● **TASK**:
If a line of the material contains "that", copy it.

● **SOURCE MATERIAL**:

───

use crate::connection::{BroadcastFilter, Connection, ConnectionId, OutboundFrame, Principal};
use crate::message::BroadcastMessage;
use events::Id;
use log::*;
use std::collections::HashMap;
use std::sync::Arc;
use tokio::sync::mpsc::{self, error::TrySendError, Receiver, Sender};
use tokio::sync::oneshot;
use tokio::task::JoinHandle;

enum Command {
    Register(Connection),
    Unregister(ConnectionId),
    SetClassFilter {
        id: ConnectionId,
        class_id: Option<Id>,
    },
    Broadcast {
        filter: BroadcastFilter,
        frame: OutboundFrame,
    },
    DisconnectPrincipal {
        tenant_id: Id,
        principal: Principal,
        reply: oneshot::Sender<usize>,
    },
    Count {
        tenant_id: Option<Id>,
        reply: oneshot::Sender<usize>,
    },
    Shutdown,
}

/// Number of commands that may wait for the hub loop.
pub const COMMAND_BUFFER: usize = 1024;

/// Handle to the connection registry.
///
/// The registry itself lives inside a single task that processes commands in
/// arrival order; this handle only enqueues commands and is cheap to clone.
/// No method blocks on delivery to any connection. Broadcasts never wait for
/// room in the command queue: when the loop is saturated they are dropped.
/// Every other command waits for room.
#[derive(Clone)]
pub struct Hub {
    commands: Sender<Command>,
}

impl Hub {
    /// Starts the hub loop on the current runtime.
    pub fn spawn() -> (Self, JoinHandle<()>) {
        Self::spawn_with_capacity(COMMAND_BUFFER)
    }

    pub fn spawn_with_capacity(capacity: usize) -> (Self, JoinHandle<()>) {
        let (commands, receiver) = mpsc::channel(capacity.max(1));
        let handle = tokio::spawn(HubLoop::default().run(receiver));
        (Self { commands }, handle)
    }

    /// Adds a connection and returns its id once the command is queued.
    pub async fn register(&self, connection: Connection) -> ConnectionId {
        let id = connection.id;
        self.submit(Command::Register(connection)).await;
        id
    }

    /// Removes a connection. Unknown or already removed ids are ignored.
    pub async fn unregister(&self, id: ConnectionId) {
        self.submit(Command::Unregister(id)).await;
    }

    /// Changes the class a dashboard connection follows (`None` follows the
    /// whole school).
    pub async fn set_class_filter(&self, id: ConnectionId, class_id: Option<Id>) {
        self.submit(Command::SetClassFilter { id, class_id }).await;
    }

    /// Delivers `message` to every registered connection matching `filter`.
    /// Returns `false` when the message was not queued.
    pub fn broadcast(&self, filter: BroadcastFilter, message: &BroadcastMessage) -> bool {
        let frame = match serde_json::to_string(message) {
            Ok(json) => OutboundFrame::from(json),
            Err(e) => {
                error!("Failed to serialize broadcast message: {e}");
                return false;
            }
        };

        match self.commands.try_send(Command::Broadcast { filter, frame }) {
            Ok(()) => true,
            Err(TrySendError::Full(_)) => {
                warn!(
                    "Hub command queue is full; dropping {} broadcast for school {}",
                    filter.audience, filter.tenant_id
                );
                false
            }
            Err(TrySendError::Closed(_)) => {
                debug!("Hub loop has stopped; broadcast dropped");
                false
            }
        }
    }

    /// Closes every connection of `tenant_id` admitted with `principal`.
    /// Returns how many were closed.
    pub async fn disconnect_principal(&self, tenant_id: Id, principal: Principal) -> usize {
        let (reply, response) = oneshot::channel();
        self.submit(Command::DisconnectPrincipal {
            tenant_id,
            principal,
            reply,
        })
        .await;
        response.await.unwrap_or(0)
    }

    /// Number of live connections, optionally restricted to one tenant.
    ///
    /// The answer is produced by the loop after all previously submitted
    /// commands, so awaiting it also waits for those to be applied.
    pub async fn connection_count(&self, tenant_id: Option<Id>) -> usize {
        let (reply, response) = oneshot::channel();
        self.submit(Command::Count { tenant_id, reply }).await;
        response.await.unwrap_or(0)
    }

    /// Closes every connection and stops the loop.
    pub async fn shutdown(&self) {
        self.submit(Command::Shutdown).await;
    }

    async fn submit(&self, command: Command) {
        if self.commands.send(command).await.is_err() {
            debug!("Hub loop has stopped; command dropped");
        }
    }
}

#[derive(Default)]
struct HubLoop {
    connections: HashMap<ConnectionId, Connection>,
}

impl HubLoop {
    async fn run(mut self, mut commands: Receiver<Command>) {
        info!("Hub loop started");

        while let Some(command) = commands.recv().await {
            match command {
                Command::Register(connection) => self.register(connection),
                Command::Unregister(id) => self.unregister(id),
                Command::SetClassFilter { id, class_id } => {
                    if let Some(connection) = self.connections.get_mut(&id) {
                        debug!("Connection {id} now follows class {class_id:?}");
                        connection.class_filter = class_id;
                    }
                }
                Command::Broadcast { filter, frame } => self.broadcast(&filter, frame),
                Command::DisconnectPrincipal {
                    tenant_id,
                    principal,
                    reply,
                } => {
                    let closed = self.disconnect_principal(tenant_id, principal);
                    let _ = reply.send(closed);
                }
                Command::Count { tenant_id, reply } => {
                    let count = match tenant_id {
                        Some(tenant_id) => self
                            .connections
                            .values()
                            .filter(|c| c.tenant_id == tenant_id)
                            .count(),
                        None => self.connections.len(),
                    };
                    let _ = reply.send(count);
                }
                Command::Shutdown => break,
            }
        }

        info!(
            "Hub loop stopping, closing {} connection(s)",
            self.connections.len()
        );
        // Dropping the senders closes every outbound buffer.
        self.connections.clear();
    }

    fn register(&mut self, connection: Connection) {
        info!(
            "Registered {} connection {} for school {}",
            connection.audience, connection.id, connection.tenant_id
        );
        self.connections.insert(connection.id, connection);
    }

    fn unregister(&mut self, id: ConnectionId) {
        if self.connections.remove(&id).is_some() {
            info!("Unregistered connection {id}");
        }
    }

    fn broadcast(&mut self, filter: &BroadcastFilter, frame: OutboundFrame) {
        let mut delivered = 0usize;
        let mut dropped = Vec::new();

        for connection in self.connections.values() {
            if !filter.matches(connection) {
                continue;
            }

            match connection.try_deliver(Arc::clone(&frame)) {
                Ok(()) => delivered += 1,
                Err(TrySendError::Full(_)) => {
                    warn!(
                        "Outbound buffer full for connection {}; evicting slow consumer",
                        connection.id
                    );
                    dropped.push(connection.id);
                }
                Err(TrySendError::Closed(_)) => {
                    debug!("Connection {} already closed", connection.id);
                    dropped.push(connection.id);
                }
            }
        }

        for id in dropped {
            self.connections.remove(&id);
        }

        debug!(
            "Broadcast to {} connection(s) of school {} ({})",
            delivered, filter.tenant_id, filter.audience
        );
    }

    fn disconnect_principal(&mut self, tenant_id: Id, principal: Principal) -> usize {
        let before = self.connections.len();
        self.connections
            .retain(|_, c| !(c.tenant_id == tenant_id && c.principal == principal));
        let closed = before - self.connections.len();

        if closed > 0 {
            info!("Disconnected {closed} connection(s) for {principal:?} of school {tenant_id}");
        }
        closed
    }
}

#[cfg(test)]
mod tests {
    use super::*;
    use crate::connection::Audience;
    use crate::message::Stats;
    use tokio::sync::mpsc::Receiver;

    fn stats_update(school_id: Id) -> BroadcastMessage {
        BroadcastMessage::StatsUpdate {
            school_id,
            stats: Stats::default(),
            leaderboard: None,
        }
    }

    async fn dashboard(
        hub: &Hub,
        tenant_id: Id,
        class_filter: Option<Id>,
        buffer: usize,
    ) -> (ConnectionId, Receiver<OutboundFrame>) {
        let (connection, rx) = Connection::new(
            tenant_id,
            class_filter,
            Audience::Dashboard,
            Principal::User(1),
            buffer,
        );
        (hub.register(connection).await, rx)
    }

    fn drain(rx: &mut Receiver<OutboundFrame>) -> Vec<OutboundFrame> {
        let mut frames = Vec::new();
        while let Ok(frame) = rx.try_recv() {
            frames.push(frame);
        }
        frames
    }

    #[tokio::test]
    async fn broadcast_reaches_each_matching_connection_exactly_once() {
        let (hub, _loop) = Hub::spawn();
        let (_, mut school_wide) = dashboard(&hub, 1, None, 8).await;
        let (_, mut class_a) = dashboard(&hub, 1, Some(10), 8).await;
        let (_, mut class_b) = dashboard(&hub, 1, Some(11), 8).await;
        let (_, mut other_school) = dashboard(&hub, 2, None, 8).await;

        hub.broadcast(BroadcastFilter::dashboards(1, Some(10)), &stats_update(1));
        assert_eq!(hub.connection_count(None).await, 4);

        assert_eq!(drain(&mut school_wide).len(), 1);
        assert_eq!(drain(&mut class_a).len(), 1);
        assert!(drain(&mut class_b).is_empty());
        assert!(drain(&mut other_school).is_empty());
    }

    #[tokio::test]
    async fn unregister_is_idempotent() {
        let (hub, _loop) = Hub::spawn();
        let (id, _rx) = dashboard(&hub, 1, None, 8).await;

        hub.unregister(id).await;
        hub.unregister(id).await;
        hub.unregister(ConnectionId::new()).await;

        assert_eq!(hub.connection_count(None).await, 0);
    }

    #[tokio::test]
    async fn full_buffer_evicts_only_the_slow_consumer() {
        let (hub, _loop) = Hub::spawn();
        let (_, mut stalled) = dashboard(&hub, 1, None, 4).await;
        let (_, mut fast_one) = dashboard(&hub, 1, None, 64).await;
        let (_, mut fast_two) = dashboard(&hub, 1, None, 64).await;

        for _ in 0..50 {
            hub.broadcast(BroadcastFilter::dashboards(1, None), &stats_update(1));
        }
        assert_eq!(hub.connection_count(Some(1)).await, 2);

        assert_eq!(drain(&mut fast_one).len(), 50);
        assert_eq!(drain(&mut fast_two).len(), 50);

        assert_eq!(drain(&mut stalled).len(), 4);
        assert!(stalled.recv().await.is_none(), "evicted buffer must be closed");
    }

    #[tokio::test]
    async fn closed_receiver_is_removed_on_next_broadcast() {
        let (hub, _loop) = Hub::spawn();
        let (_, rx) = dashboard(&hub, 1, None, 4).await;
        drop(rx);

        hub.broadcast(BroadcastFilter::dashboards(1, None), &stats_update(1));
        assert_eq!(hub.connection_count(None).await, 0);
    }

    #[tokio::test]
    async fn class_filter_can_be_changed_after_registration() {
        let (hub, _loop) = Hub::spawn();
        let (id, mut rx) = dashboard(&hub, 1, None, 8).await;

        hub.set_class_filter(id, Some(11)).await;
        hub.broadcast(BroadcastFilter::dashboards(1, Some(10)), &stats_update(1));
        hub.broadcast(BroadcastFilter::dashboards(1, Some(11)), &stats_update(1));
        hub.connection_count(None).await;

        assert_eq!(drain(&mut rx).len(), 1);
    }

    #[tokio::test]
    async fn disconnect_principal_closes_matching_displays() {
        let (hub, _loop) = Hub::spawn();
        let (revoked, mut revoked_rx) = Connection::new(
            1,
            None,
            Audience::PublicDisplay,
            Principal::DisplayToken(5),
            8,
        );
        let (kept, _kept_rx) = Connection::new(
            1,
            None,
            Audience::PublicDisplay,
            Principal::DisplayToken(6),
            8,
        );
        hub.register(revoked).await;
        hub.register(kept).await;

        let closed = hub
            .disconnect_principal(1, Principal::DisplayToken(5))
            .await;

        assert_eq!(closed, 1);
        assert_eq!(hub.connection_count(Some(1)).await, 1);
        assert!(revoked_rx.recv().await.is_none());
    }

    #[tokio::test]
    async fn shutdown_closes_all_connections() {
        let (hub, handle) = Hub::spawn();
        let (_, mut rx) = dashboard(&hub, 1, None, 8).await;

        hub.shutdown().await;
        handle.await.unwrap();

        assert!(rx.recv().await.is_none());
        assert_eq!(hub.connection_count(None).await, 0);
    }

    #[tokio::test]
    async fn saturated_hub_drops_broadcasts_but_keeps_control_commands() {
        let (hub, _loop) = Hub::spawn_with_capacity(2);
        let (_, mut rx) = dashboard(&hub, 1, None, 8).await;

        // The loop has not run yet: one slot holds the registration.
        assert!(hub.broadcast(BroadcastFilter::dashboards(1, None), &stats_update(1)));
        assert!(!hub.broadcast(BroadcastFilter::dashboards(1, None), &stats_update(1)));
        assert!(!hub.broadcast(BroadcastFilter::dashboards(1, None), &stats_update(1)));

        let (_, mut late) = dashboard(&hub, 1, None, 8).await;
        assert_eq!(hub.connection_count(None).await, 2);
        assert_eq!(drain(&mut rx).len(), 1);
        assert!(drain(&mut late).is_empty());

        assert!(hub.broadcast(BroadcastFilter::dashboards(1, None), &stats_update(1)));
        hub.connection_count(None).await;
        assert_eq!(drain(&mut rx).len(), 1);
        assert_eq!(drain(&mut late).len(), 1);
    }
}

───

● **ANSWER TO THIS TASK**:
/// Number of commands that may wait for the hub loop.
/// The registry itself lives inside a single task that processes commands in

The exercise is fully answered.